# [Task directions]
All lines from the entries below that contain the string "chars" should be copied out.

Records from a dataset
== == ==

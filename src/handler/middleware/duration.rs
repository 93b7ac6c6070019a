// Copyright 2025 jonefeewang@gmail.com
//
// Licensed under the Apache License, Version 2.0 (the "License");
// you may not use this file except in compliance with the License.
// You may obtain a copy of the License at
//
//     http://www.apache.org/licenses/LICENSE-2.0
//
// Unless required by applicable law or agreed to in writing, software
// distributed under the License is distributed on an "AS IS" BASIS,
// WITHOUT WARRANTIES OR CONDITIONS OF ANY KIND, either express or implied.
// See the License for the specific language governing permissions and
// limitations under the License.

use std::sync::Arc;
use std::time::{Duration, Instant};

use futures::FutureExt;
use tracing::debug;

use crate::handler::{HandlerFunc, MarkFn, Middleware};
use crate::message::Message;

/// Measures the wall-clock time of the inner call and hands it to `observe`.
/// Never alters the result.
pub fn duration<O>(observe: O) -> Middleware
where
    O: Fn(&Message, Duration) + Send + Sync + 'static,
{
    let observe = Arc::new(observe);
    Arc::new(move |next: HandlerFunc| -> HandlerFunc {
        let observe = observe.clone();
        Arc::new(move |message: Arc<Message>, mark: MarkFn| {
            let next = next.clone();
            let observe = observe.clone();
            async move {
                let start = Instant::now();
                let result = next(message.clone(), mark).await;
                observe(&message, start.elapsed());
                result
            }
            .boxed()
        })
    })
}

/// [`duration`] reporting to the `handler_duration_ms` histogram picked up by
/// the OpenTelemetry metrics layer.
pub fn duration_metric(next: HandlerFunc) -> HandlerFunc {
    let middleware = duration(|message, elapsed| {
        debug!(
            histogram.handler_duration_ms = elapsed.as_secs_f64() * 1000.0,
            topic = %message.topic,
            partition = message.partition,
        );
    });
    middleware(next)
}

#[cfg(test)]
mod tests {
    use std::sync::Mutex;

    use super::*;
    use crate::handler::handler_fn;
    use crate::handler::middleware::test_support::{counting_mark, message};

    #[tokio::test]
    async fn observes_elapsed_time_without_touching_result() {
        let seen = Arc::new(Mutex::new(Vec::new()));
        let sink = seen.clone();
        let middleware = duration(move |message, elapsed| {
            sink.lock().unwrap().push((message.offset, elapsed));
        });

        let handler = middleware(handler_fn(|_, _| async {
            tokio::time::sleep(Duration::from_millis(20)).await;
            Err("slow and broken".into())
        }));
        let (mark, _) = counting_mark();
        let err = handler(message(1, 9), mark).await.unwrap_err();
        assert_eq!(err.to_string(), "slow and broken");

        let seen = seen.lock().unwrap();
        assert_eq!(seen.len(), 1);
        assert_eq!(seen[0].0, 9);
        assert!(seen[0].1 >= Duration::from_millis(20));
    }

    #[tokio::test]
    async fn metric_variant_is_transparent() {
        let handler = duration_metric(handler_fn(|_, _| async { Ok(()) }));
        let (mark, _) = counting_mark();
        assert!(handler(message(0, 0), mark).await.is_ok());
    }
}
use regex::Regex;
use std::sync::OnceLock;

/// A contiguous piece of the cleaned text sent to the provider in one call
#[derive(Debug, Clone, PartialEq, Eq)]
pub struct Chunk {
    pub index: usize,
    pub text: String,
}

impl Chunk {
    pub fn char_len(&self) -> usize {
        self.text.chars().count()
    }
}

fn sentence_pattern() -> &'static Regex {
    static PATTERN: OnceLock<Regex> = OnceLock::new();
    PATTERN.get_or_init(|| Regex::new(r"[.!?]+\s+").expect("valid sentence pattern"))
}

fn char_len(text: &str) -> usize {
    text.chars().count()
}

/// Split text into ordered chunks of at most `max_size` characters.
///
/// Sentences (terminated by `.`, `!` or `?`) are packed greedily. A sentence
/// that does not fit on its own is split on whitespace, and a single word
/// longer than `max_size` is kept whole as its own chunk.
pub fn chunk_text(text: &str, max_size: usize) -> Vec<Chunk> {
    let text = text.trim();
    if text.is_empty() {
        return Vec::new();
    }

    if char_len(text) <= max_size {
        return vec![Chunk {
            index: 0,
            text: text.to_string(),
        }];
    }

    let mut pieces: Vec<String> = Vec::new();
    let mut buffer = String::new();
    let mut buffer_len = 0;

    for sentence in split_sentences(text) {
        let sentence_len = char_len(sentence);

        if sentence_len > max_size {
            flush(&mut pieces, &mut buffer);
            buffer_len = 0;
            split_words(sentence, max_size, &mut pieces);
            continue;
        }

        // Sentences in a chunk are joined by a single space
        if buffer_len > 0 && buffer_len + 1 + sentence_len > max_size {
            flush(&mut pieces, &mut buffer);
            buffer_len = 0;
        }

        if buffer_len > 0 {
            buffer.push(' ');
            buffer_len += 1;
        }
        buffer.push_str(sentence);
        buffer_len += sentence_len;
    }
    flush(&mut pieces, &mut buffer);

    pieces
        .into_iter()
        .enumerate()
        .map(|(index, text)| Chunk { index, text })
        .collect()
}

/// Sentence units keep their terminator, surrounding whitespace is dropped
fn split_sentences(text: &str) -> Vec<&str> {
    let mut sentences = Vec::new();
    let mut last_end = 0;

    for mat in sentence_pattern().find_iter(text) {
        sentences.push(text[last_end..mat.end()].trim());
        last_end = mat.end();
    }

    if last_end < text.len() {
        sentences.push(text[last_end..].trim());
    }

    sentences.retain(|sentence| !sentence.is_empty());
    sentences
}

fn split_words(sentence: &str, max_size: usize, pieces: &mut Vec<String>) {
    let mut current = String::new();
    let mut current_len = 0;

    for word in sentence.split_whitespace() {
        let word_len = char_len(word);

        if current_len > 0 && current_len + 1 + word_len > max_size {
            pieces.push(std::mem::take(&mut current));
            current_len = 0;
        }

        if current_len > 0 {
            current.push(' ');
            current_len += 1;
        }
        current.push_str(word);
        current_len += word_len;
    }

    if !current.is_empty() {
        pieces.push(current);
    }
}

fn flush(pieces: &mut Vec<String>, buffer: &mut String) {
    let trimmed = buffer.trim();
    if !trimmed.is_empty() {
        pieces.push(trimmed.to_string());
    }
    buffer.clear();
}
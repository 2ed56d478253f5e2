use super::chunker::Chunk;
use super::error::SpeechServiceError;
use super::fingerprint::SynthesisFingerprint;
use super::progress::progress_percent;
use super::SynthesisParams;
use crate::infrastructure::repositories::{SynthesisCache, TtsRepository};
use bytes::Bytes;
use futures::Stream;
use std::sync::Arc;
use std::time::Duration;

/// One synthesized chunk and the overall progress after it
#[derive(Debug, Clone, PartialEq)]
pub struct DispatchStep {
    pub chunk_index: usize,
    pub payload: Bytes,
    pub progress: u8,
}

/// Sends chunks to the provider one at a time, in order.
///
/// Dispatch is lazy: the next provider call is only issued when the consumer
/// polls for the next step, so dropping the stream abandons the remaining
/// chunks.
pub struct SpeechRequestDispatcher {
    tts_repo: Arc<dyn TtsRepository>,
    cache: Option<Arc<dyn SynthesisCache>>,
    chunk_timeout: Duration,
}

impl SpeechRequestDispatcher {
    pub fn new(
        tts_repo: Arc<dyn TtsRepository>,
        cache: Option<Arc<dyn SynthesisCache>>,
        chunk_timeout: Duration,
    ) -> Self {
        Self {
            tts_repo,
            cache,
            chunk_timeout,
        }
    }

    pub fn cache(&self) -> Option<&Arc<dyn SynthesisCache>> {
        self.cache.as_ref()
    }

    /// Yields one step per chunk, or a single `Provider` error after which
    /// nothing else is yielded. Completed results are cached under
    /// `fingerprint`; a cached result is replayed without provider calls.
    pub fn dispatch(
        &self,
        chunks: Vec<Chunk>,
        params: SynthesisParams,
        fingerprint: SynthesisFingerprint,
    ) -> impl Stream<Item = Result<DispatchStep, SpeechServiceError>> + Send + 'static {
        let tts_repo = self.tts_repo.clone();
        let cache = self.cache.clone();
        let chunk_timeout = self.chunk_timeout;

        async_stream::stream! {
            let cached = match &cache {
                Some(cache) => cache.get(&fingerprint).await,
                None => None,
            };

            if let Some(payloads) = cached {
                tracing::info!(
                    fingerprint = %fingerprint,
                    chunk_count = payloads.len(),
                    "TTS cache hit - replaying cached audio"
                );
                let total = payloads.len();
                for (index, payload) in payloads.iter().enumerate() {
                    yield Ok(DispatchStep {
                        chunk_index: index,
                        payload: payload.clone(),
                        progress: progress_percent(index + 1, total),
                    });
                }
            } else {
                let total = chunks.len();
                let mut produced = Vec::with_capacity(total);
                let mut failed = false;

                for chunk in chunks {
                    tracing::info!(
                        chunk_index = chunk.index,
                        chunk_count = total,
                        chunk_length = chunk.char_len(),
                        "Synthesizing chunk"
                    );

                    let outcome = tokio::time::timeout(
                        chunk_timeout,
                        tts_repo.synthesize_chunk(&chunk.text, &params),
                    )
                    .await;

                    let payload = match outcome {
                        Ok(Ok(payload)) => payload,
                        Ok(Err(message)) => {
                            tracing::error!(chunk_index = chunk.index, error = %message, "Chunk synthesis failed");
                            failed = true;
                            yield Err(SpeechServiceError::Provider(message));
                            break;
                        }
                        Err(_) => {
                            tracing::error!(
                                chunk_index = chunk.index,
                                timeout_secs = chunk_timeout.as_secs_f64(),
                                "Chunk synthesis timed out"
                            );
                            failed = true;
                            yield Err(SpeechServiceError::Provider(format!(
                                "Timed out after {:?} synthesizing chunk {}",
                                chunk_timeout, chunk.index
                            )));
                            break;
                        }
                    };

                    produced.push(payload.clone());
                    yield Ok(DispatchStep {
                        chunk_index: chunk.index,
                        payload,
                        progress: progress_percent(produced.len(), total),
                    });
                }

                if !failed && !produced.is_empty() {
                    if let Some(cache) = &cache {
                        cache.insert_if_absent(fingerprint.clone(), Arc::new(produced)).await;
                        tracing::info!(fingerprint = %fingerprint, "TTS result cached");
                    }
                }
            }
        }
    }
}
use axum::{extract::State, http::StatusCode, response::IntoResponse, Json};
use serde_json::json;
use std::sync::Arc;
use crate::infrastructure::config::Config;

pub async fn health() -> impl IntoResponse {
    (StatusCode::OK, "OK")
}

pub async fn health_ready(State(config): State<Arc<Config>>) -> impl IntoResponse {
    let cache = if config.tts_cache_enabled { "enabled" } else { "disabled" };

    if config.is_tts_configured() {
        (
            StatusCode::OK,
            Json(json!({
                "status": "ready",
                "tts": "configured",
                "cache": cache
            })),
        )
    } else {
        (
            StatusCode::SERVICE_UNAVAILABLE,
            Json(json!({
                "status": "not_ready",
                "tts": "not_configured",
                "cache": cache
            })),
        )
    }
}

== == ==

# [Solution for this exercise]
        self.text.chars().count()
    text.chars().count()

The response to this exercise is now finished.